Download or read book The Key to Personal Peace written by Billy Graham and published by Thomas Nelson. This book was released on 2006-01-28 with total page 64 pages. Available in PDF, EPUB and Kindle. Book excerpt: People are seeking the answer to the confusion, the moral sickness, the spiritual emptiness that oppresses the world. We are all crying out for guidance. For comfort. For peace. Is there a way out of our dilemma? Can we really find personal peace with God? Yes! But only if we look in the right place. The Key to Personal Peace not only includes trusted Biblical insights from renowned evangelist Dr. Billy Graham, but also includes the full gospel of John, making the book a perfect gift for evangelism or outreach. The Key to Personal Peace offers a look into how to live life in the fullness of God. Sections include: The Great Quest Our Dilemma What is God Like What Did Jesus Do for Us? Finding the Way Back Peace at Last Heaven, Our Hope Note: Must be ordered in multiples of 50.
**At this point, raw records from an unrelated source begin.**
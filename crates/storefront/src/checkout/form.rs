//! Shipping form state and validation.

use core::fmt;
use std::str::FromStr;

use annya_core::Email;
use serde::Deserialize;

use crate::api::ShippingAddress;
use crate::error::ValidationError;

const DEFAULT_STATE: &str = "Telangana";
const DEFAULT_COUNTRY: &str = "India";

/// A field of the shipping form.
#[derive(Debug, Clone, Copy, PartialEq, Eq, Hash)]
pub enum FormField {
    Email,
    Phone,
    FirstName,
    LastName,
    Address,
    City,
    PostalCode,
    State,
    Country,
}

impl FormField {
    /// Every field, in display order.
    pub const ALL: [Self; 9] = [
        Self::Email,
        Self::Phone,
        Self::FirstName,
        Self::LastName,
        Self::Address,
        Self::City,
        Self::PostalCode,
        Self::State,
        Self::Country,
    ];

    /// Human-readable label.
    #[must_use]
    pub const fn label(self) -> &'static str {
        match self {
            Self::Email => "Email",
            Self::Phone => "Phone",
            Self::FirstName => "First name",
            Self::LastName => "Last name",
            Self::Address => "Address",
            Self::City => "City",
            Self::PostalCode => "PIN code",
            Self::State => "State",
            Self::Country => "Country",
        }
    }
}

impl fmt::Display for FormField {
    fn fmt(&self, f: &mut fmt::Formatter<'_>) -> fmt::Result {
        f.write_str(self.label())
    }
}

impl FromStr for FormField {
    type Err = String;

    /// Accepts the form's camelCase names as well as snake_case.
    fn from_str(s: &str) -> Result<Self, Self::Err> {
        match s {
            "email" => Ok(Self::Email),
            "phone" => Ok(Self::Phone),
            "firstName" | "first_name" => Ok(Self::FirstName),
            "lastName" | "last_name" => Ok(Self::LastName),
            "address" => Ok(Self::Address),
            "city" => Ok(Self::City),
            "postalCode" | "postal_code" | "pincode" => Ok(Self::PostalCode),
            "state" => Ok(Self::State),
            "country" => Ok(Self::Country),
            other => Err(format!("unknown form field '{other}'")),
        }
    }
}

/// Logged-in customer profile stored under the `user` key.
#[derive(Debug, Clone, Default, PartialEq, Eq, Deserialize)]
#[serde(default)]
pub struct CustomerProfile {
    pub email: Option<String>,
    pub name: Option<String>,
    pub phone: Option<String>,
    pub address: Option<String>,
    pub city: Option<String>,
    pub state: Option<String>,
    pub pincode: Option<String>,
    pub country: Option<String>,
}

/// Shipping and contact details being edited at checkout.
#[derive(Debug, Clone, PartialEq, Eq)]
pub struct ShippingForm {
    pub email: String,
    pub phone: String,
    pub first_name: String,
    pub last_name: String,
    pub address: String,
    pub city: String,
    pub postal_code: String,
    pub state: String,
    pub country: String,
}

impl Default for ShippingForm {
    fn default() -> Self {
        Self {
            email: String::new(),
            phone: String::new(),
            first_name: String::new(),
            last_name: String::new(),
            address: String::new(),
            city: String::new(),
            postal_code: String::new(),
            state: DEFAULT_STATE.to_string(),
            country: DEFAULT_COUNTRY.to_string(),
        }
    }
}

impl ShippingForm {
    /// Current value of a field.
    #[must_use]
    pub fn get(&self, field: FormField) -> &str {
        match field {
            FormField::Email => &self.email,
            FormField::Phone => &self.phone,
            FormField::FirstName => &self.first_name,
            FormField::LastName => &self.last_name,
            FormField::Address => &self.address,
            FormField::City => &self.city,
            FormField::PostalCode => &self.postal_code,
            FormField::State => &self.state,
            FormField::Country => &self.country,
        }
    }

    /// Replace a field's value.
    pub fn set(&mut self, field: FormField, value: impl Into<String>) {
        let slot = match field {
            FormField::Email => &mut self.email,
            FormField::Phone => &mut self.phone,
            FormField::FirstName => &mut self.first_name,
            FormField::LastName => &mut self.last_name,
            FormField::Address => &mut self.address,
            FormField::City => &mut self.city,
            FormField::PostalCode => &mut self.postal_code,
            FormField::State => &mut self.state,
            FormField::Country => &mut self.country,
        };
        *slot = value.into();
    }

    /// Overwrite the form with a saved profile.
    ///
    /// The name is split on its first space. Missing values clear the field,
    /// except state and country which fall back to their defaults.
    pub fn prefill(&mut self, profile: &CustomerProfile) {
        let text = |v: &Option<String>| v.clone().unwrap_or_default();
        let (first, last) = profile
            .name
            .as_deref()
            .map(str::trim)
            .map_or(("", ""), |name| name.split_once(' ').unwrap_or((name, "")));

        self.email = text(&profile.email);
        self.first_name = first.to_string();
        self.last_name = last.trim_start().to_string();
        self.phone = text(&profile.phone);
        self.address = text(&profile.address);
        self.city = text(&profile.city);
        self.postal_code = text(&profile.pincode);
        self.state = non_empty(profile.state.as_deref()).unwrap_or(DEFAULT_STATE).to_string();
        self.country = non_empty(profile.country.as_deref())
            .unwrap_or(DEFAULT_COUNTRY)
            .to_string();
    }

    /// `"first last"` trimmed, or `None` when both are blank.
    #[must_use]
    pub fn customer_name(&self) -> Option<String> {
        let name = format!("{} {}", self.first_name.trim(), self.last_name.trim());
        non_empty(Some(name.trim())).map(str::to_string)
    }

    /// Phone number, or `None` when blank.
    #[must_use]
    pub fn phone(&self) -> Option<String> {
        non_empty(Some(self.phone.trim())).map(str::to_string)
    }

    /// Check every field is filled and the email is well-formed.
    ///
    /// # Errors
    ///
    /// Returns the first missing field in display order, or
    /// [`ValidationError::InvalidEmail`].
    pub fn validate(&self) -> Result<(Email, ShippingAddress), ValidationError> {
        if let Some(field) = FormField::ALL
            .into_iter()
            .find(|f| self.get(*f).trim().is_empty())
        {
            return Err(ValidationError::MissingField(field));
        }

        let email = Email::parse(&self.email)?;
        let address = ShippingAddress {
            first_name: self.first_name.trim().to_string(),
            last_name: self.last_name.trim().to_string(),
            address: self.address.trim().to_string(),
            city: self.city.trim().to_string(),
            state: self.state.trim().to_string(),
            pincode: self.postal_code.trim().to_string(),
            country: self.country.trim().to_string(),
            phone: self.phone.trim().to_string(),
        };
        Ok((email, address))
    }
}

fn non_empty(value: Option<&str>) -> Option<&str> {
    value.filter(|v| !v.trim().is_empty())
}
Download or read book Necropolis written by Santiago Gamboa and published by Europa Editions. This book was released on 2012-06-26 with total page 361 pages. Available in PDF, EPUB and Kindle. Book excerpt: An author visiting Jerusalem is pulled into a stranger’s mysterious death in this gripping, moving novel by one of Colombia’s major literary voices. Winner of the La Otra Orilla Literary Award Upon recovering from a prolonged illness, an author is invited to a literary gathering in Jerusalem that turns out to be a most unusual affair. In the conference rooms of a luxury hotel, as war rages outside, he listens to a series of extraordinary life stories: the saga of a chess-playing duo, the tale of an Italian porn star with a socialist agenda, the drama of a Colombian industrialist who has been waging a longstanding battle with local paramilitaries, and many more. But it is José Maturana—evangelical pastor, recovering drug addict, ex-con—with his story of redemption at the hands of a charismatic tattooed messiah from Miami, Florida, who fascinates the author more than any other. Maturana’s language is potent and vital, and his story captivating. Hours after his stirring presentation to a rapt audience, however, Maturana is found dead in his hotel room. At first it seems likely that he has taken his own life. But there are a few loose ends that don’t support the suicide hypothesis, and the author is moved by Maturana’s life story to discover the truth about his death, in a literary mystery from “one of the most interesting Latin American writers . . . his most ambitious novel yet” (La Nación). “A modern Decameron.” —La Liberté
Download or read book The Cypresses Believe in God written by José María Gironella and published by . This book was released on 2020 with total page pages. Available in PDF, EPUB and Kindle. Book excerpt:
Download or read book The Economic Consequences of the Peace written by John Maynard Keynes and published by Simon Publications LLC. This book was released on 1920 with total page 312 pages. Available in PDF, EPUB and Kindle. Book excerpt: John Maynard Keynes, then a rising young economist, participated in the Paris Peace Conference in 1919 as chief representative of the British Treasury and advisor to Prime Minister David Lloyd George. He resigned after desperately trying and failing to reduce the huge demands for reparations being made on Germany. The Economic Consequences of the Peace is Keynes' brilliant and prophetic analysis of the effects that the peace treaty would have both on Germany and, even more fatefully, the world.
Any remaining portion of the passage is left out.